__PROBLEM REQUIREMENTS__:
Which lines run from the line with "cover.seed_off_tableau(id);" through the line with "if self.discard_ids.last() != Some(&id)" in the entries below? Print them exactly, both ends included, and nothing more.

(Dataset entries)
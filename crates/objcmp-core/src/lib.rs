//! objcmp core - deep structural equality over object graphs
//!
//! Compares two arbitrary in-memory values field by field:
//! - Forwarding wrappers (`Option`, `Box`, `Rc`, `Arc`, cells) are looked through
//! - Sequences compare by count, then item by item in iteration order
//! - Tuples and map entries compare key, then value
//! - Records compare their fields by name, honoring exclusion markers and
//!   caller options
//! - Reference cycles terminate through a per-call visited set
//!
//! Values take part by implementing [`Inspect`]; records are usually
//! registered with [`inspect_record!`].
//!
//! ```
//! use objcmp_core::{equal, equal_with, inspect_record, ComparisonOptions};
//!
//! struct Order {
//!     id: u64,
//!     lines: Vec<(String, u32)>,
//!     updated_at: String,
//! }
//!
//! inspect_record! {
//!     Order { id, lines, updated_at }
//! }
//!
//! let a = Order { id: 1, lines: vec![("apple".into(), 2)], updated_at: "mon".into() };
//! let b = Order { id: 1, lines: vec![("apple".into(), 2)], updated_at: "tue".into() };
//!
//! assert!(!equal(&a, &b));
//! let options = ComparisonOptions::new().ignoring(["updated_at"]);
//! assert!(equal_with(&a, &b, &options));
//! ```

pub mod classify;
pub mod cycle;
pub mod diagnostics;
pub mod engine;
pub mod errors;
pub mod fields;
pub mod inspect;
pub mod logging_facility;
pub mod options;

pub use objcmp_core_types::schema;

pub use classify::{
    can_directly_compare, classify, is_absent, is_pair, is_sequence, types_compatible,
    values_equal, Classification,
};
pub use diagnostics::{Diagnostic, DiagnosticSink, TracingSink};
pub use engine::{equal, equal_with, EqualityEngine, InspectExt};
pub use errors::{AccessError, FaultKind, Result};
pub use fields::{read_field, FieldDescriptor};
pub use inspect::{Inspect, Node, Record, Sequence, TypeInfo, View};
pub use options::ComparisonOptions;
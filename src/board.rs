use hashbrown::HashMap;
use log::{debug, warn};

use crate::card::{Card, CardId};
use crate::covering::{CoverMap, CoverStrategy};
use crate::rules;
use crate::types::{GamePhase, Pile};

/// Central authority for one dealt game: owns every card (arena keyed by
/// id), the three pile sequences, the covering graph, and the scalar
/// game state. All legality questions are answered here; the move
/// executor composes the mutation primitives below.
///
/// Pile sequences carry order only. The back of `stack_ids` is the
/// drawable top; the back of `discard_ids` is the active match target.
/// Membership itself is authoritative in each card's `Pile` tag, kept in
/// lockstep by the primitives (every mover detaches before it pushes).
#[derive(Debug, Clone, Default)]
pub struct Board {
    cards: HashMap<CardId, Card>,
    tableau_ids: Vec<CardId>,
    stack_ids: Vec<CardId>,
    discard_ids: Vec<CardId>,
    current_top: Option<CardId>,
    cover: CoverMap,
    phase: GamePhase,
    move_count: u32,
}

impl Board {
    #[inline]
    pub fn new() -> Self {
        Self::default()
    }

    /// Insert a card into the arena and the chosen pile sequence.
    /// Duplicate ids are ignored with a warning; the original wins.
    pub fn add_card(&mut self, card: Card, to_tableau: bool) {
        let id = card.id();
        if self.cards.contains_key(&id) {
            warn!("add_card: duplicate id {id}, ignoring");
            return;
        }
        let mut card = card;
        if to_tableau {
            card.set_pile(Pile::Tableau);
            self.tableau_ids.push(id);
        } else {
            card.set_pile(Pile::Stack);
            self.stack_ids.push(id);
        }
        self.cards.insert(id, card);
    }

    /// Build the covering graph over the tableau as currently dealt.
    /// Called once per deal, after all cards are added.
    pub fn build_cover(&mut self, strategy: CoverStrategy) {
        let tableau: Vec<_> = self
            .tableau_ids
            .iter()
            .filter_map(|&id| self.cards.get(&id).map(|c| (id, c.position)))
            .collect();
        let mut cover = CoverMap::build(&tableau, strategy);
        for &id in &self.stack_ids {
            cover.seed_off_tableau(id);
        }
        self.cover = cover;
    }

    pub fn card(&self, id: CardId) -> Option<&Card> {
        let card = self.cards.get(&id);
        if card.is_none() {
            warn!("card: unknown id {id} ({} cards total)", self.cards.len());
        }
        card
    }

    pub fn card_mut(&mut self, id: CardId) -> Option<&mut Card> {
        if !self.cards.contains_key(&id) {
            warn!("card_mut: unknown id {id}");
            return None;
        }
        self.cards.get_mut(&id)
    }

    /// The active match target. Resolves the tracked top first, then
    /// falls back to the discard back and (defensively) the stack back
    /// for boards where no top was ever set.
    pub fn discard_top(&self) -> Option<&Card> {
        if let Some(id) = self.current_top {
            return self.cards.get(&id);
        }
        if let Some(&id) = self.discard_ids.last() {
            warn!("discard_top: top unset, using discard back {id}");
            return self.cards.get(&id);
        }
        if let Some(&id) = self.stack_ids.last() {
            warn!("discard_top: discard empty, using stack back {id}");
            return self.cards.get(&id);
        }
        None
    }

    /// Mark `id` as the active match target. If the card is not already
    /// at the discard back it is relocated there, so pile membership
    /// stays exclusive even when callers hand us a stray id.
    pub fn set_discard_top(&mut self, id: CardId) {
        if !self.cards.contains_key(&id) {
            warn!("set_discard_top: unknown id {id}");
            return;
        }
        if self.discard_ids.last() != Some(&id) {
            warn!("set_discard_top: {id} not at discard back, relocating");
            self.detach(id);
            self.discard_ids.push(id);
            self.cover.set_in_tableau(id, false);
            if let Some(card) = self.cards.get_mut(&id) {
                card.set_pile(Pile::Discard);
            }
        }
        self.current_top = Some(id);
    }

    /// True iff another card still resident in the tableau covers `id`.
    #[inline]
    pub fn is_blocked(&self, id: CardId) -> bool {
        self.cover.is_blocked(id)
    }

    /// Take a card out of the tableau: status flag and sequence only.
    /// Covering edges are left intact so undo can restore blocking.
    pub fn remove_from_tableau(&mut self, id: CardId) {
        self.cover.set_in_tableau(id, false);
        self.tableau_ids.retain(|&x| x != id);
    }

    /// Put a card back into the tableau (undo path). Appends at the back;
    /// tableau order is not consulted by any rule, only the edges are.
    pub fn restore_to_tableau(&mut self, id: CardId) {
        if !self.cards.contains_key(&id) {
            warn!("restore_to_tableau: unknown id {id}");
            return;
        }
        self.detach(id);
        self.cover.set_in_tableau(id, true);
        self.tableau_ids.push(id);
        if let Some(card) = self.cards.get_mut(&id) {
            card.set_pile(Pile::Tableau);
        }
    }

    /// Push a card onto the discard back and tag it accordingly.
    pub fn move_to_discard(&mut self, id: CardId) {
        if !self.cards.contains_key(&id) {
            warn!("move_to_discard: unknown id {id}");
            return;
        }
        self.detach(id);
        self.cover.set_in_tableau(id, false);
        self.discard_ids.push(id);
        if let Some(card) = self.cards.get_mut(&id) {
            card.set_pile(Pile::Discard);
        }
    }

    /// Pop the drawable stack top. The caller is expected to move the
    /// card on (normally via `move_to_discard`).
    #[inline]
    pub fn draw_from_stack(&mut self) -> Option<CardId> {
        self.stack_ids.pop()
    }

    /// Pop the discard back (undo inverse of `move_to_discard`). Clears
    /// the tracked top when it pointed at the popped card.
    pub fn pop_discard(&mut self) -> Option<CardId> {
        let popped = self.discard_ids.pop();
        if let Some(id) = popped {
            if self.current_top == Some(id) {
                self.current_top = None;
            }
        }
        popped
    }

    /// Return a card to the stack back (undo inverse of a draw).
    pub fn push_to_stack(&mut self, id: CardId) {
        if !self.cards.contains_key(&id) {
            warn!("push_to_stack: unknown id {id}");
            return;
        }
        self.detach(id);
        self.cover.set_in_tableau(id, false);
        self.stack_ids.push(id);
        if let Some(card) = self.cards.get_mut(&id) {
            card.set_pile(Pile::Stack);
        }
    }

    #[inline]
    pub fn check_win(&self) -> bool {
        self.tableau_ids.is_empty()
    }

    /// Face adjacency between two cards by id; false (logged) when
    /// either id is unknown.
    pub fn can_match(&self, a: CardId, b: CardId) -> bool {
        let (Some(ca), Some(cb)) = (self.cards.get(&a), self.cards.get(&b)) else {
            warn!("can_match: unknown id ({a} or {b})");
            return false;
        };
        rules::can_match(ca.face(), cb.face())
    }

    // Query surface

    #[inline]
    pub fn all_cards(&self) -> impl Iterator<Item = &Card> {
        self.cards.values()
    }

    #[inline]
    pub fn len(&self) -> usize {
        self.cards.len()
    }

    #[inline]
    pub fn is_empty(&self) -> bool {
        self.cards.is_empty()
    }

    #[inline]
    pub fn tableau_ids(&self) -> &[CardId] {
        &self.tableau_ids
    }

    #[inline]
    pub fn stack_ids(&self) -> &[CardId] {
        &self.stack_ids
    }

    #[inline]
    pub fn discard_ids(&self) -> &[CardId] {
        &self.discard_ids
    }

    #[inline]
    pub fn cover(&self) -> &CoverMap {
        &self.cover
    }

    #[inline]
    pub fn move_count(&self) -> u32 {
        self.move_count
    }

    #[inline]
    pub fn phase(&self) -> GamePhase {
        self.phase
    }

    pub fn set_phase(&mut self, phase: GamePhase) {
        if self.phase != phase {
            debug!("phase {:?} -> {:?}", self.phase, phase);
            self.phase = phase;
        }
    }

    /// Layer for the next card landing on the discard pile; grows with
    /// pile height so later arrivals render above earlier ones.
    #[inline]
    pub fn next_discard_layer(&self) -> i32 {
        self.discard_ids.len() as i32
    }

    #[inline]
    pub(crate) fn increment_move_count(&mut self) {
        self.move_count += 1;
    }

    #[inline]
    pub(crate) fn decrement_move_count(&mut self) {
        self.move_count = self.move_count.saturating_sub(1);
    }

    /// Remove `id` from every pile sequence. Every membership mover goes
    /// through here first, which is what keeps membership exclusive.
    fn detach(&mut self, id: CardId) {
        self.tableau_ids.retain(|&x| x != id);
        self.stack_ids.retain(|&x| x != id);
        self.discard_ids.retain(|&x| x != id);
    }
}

__RESPONSE TO THE EXERCISE__:
            cover.seed_off_tableau(id);
        }
        self.cover = cover;
    }

    pub fn card(&self, id: CardId) -> Option<&Card> {
        let card = self.cards.get(&id);
        if card.is_none() {
            warn!("card: unknown id {id} ({} cards total)", self.cards.len());
        }
        card
    }

    pub fn card_mut(&mut self, id: CardId) -> Option<&mut Card> {
        if !self.cards.contains_key(&id) {
            warn!("card_mut: unknown id {id}");
            return None;
        }
        self.cards.get_mut(&id)
    }

    /// The active match target. Resolves the tracked top first, then
    /// falls back to the discard back and (defensively) the stack back
    /// for boards where no top was ever set.
    pub fn discard_top(&self) -> Option<&Card> {
        if let Some(id) = self.current_top {
            return self.cards.get(&id);
        }
        if let Some(&id) = self.discard_ids.last() {
            warn!("discard_top: top unset, using discard back {id}");
            return self.cards.get(&id);
        }
        if let Some(&id) = self.stack_ids.last() {
            warn!("discard_top: discard empty, using stack back {id}");
            return self.cards.get(&id);
        }
        None
    }

    /// Mark `id` as the active match target. If the card is not already
    /// at the discard back it is relocated there, so pile membership
    /// stays exclusive even when callers hand us a stray id.
    pub fn set_discard_top(&mut self, id: CardId) {
        if !self.cards.contains_key(&id) {
            warn!("set_discard_top: unknown id {id}");
            return;
        }
        if self.discard_ids.last() != Some(&id) {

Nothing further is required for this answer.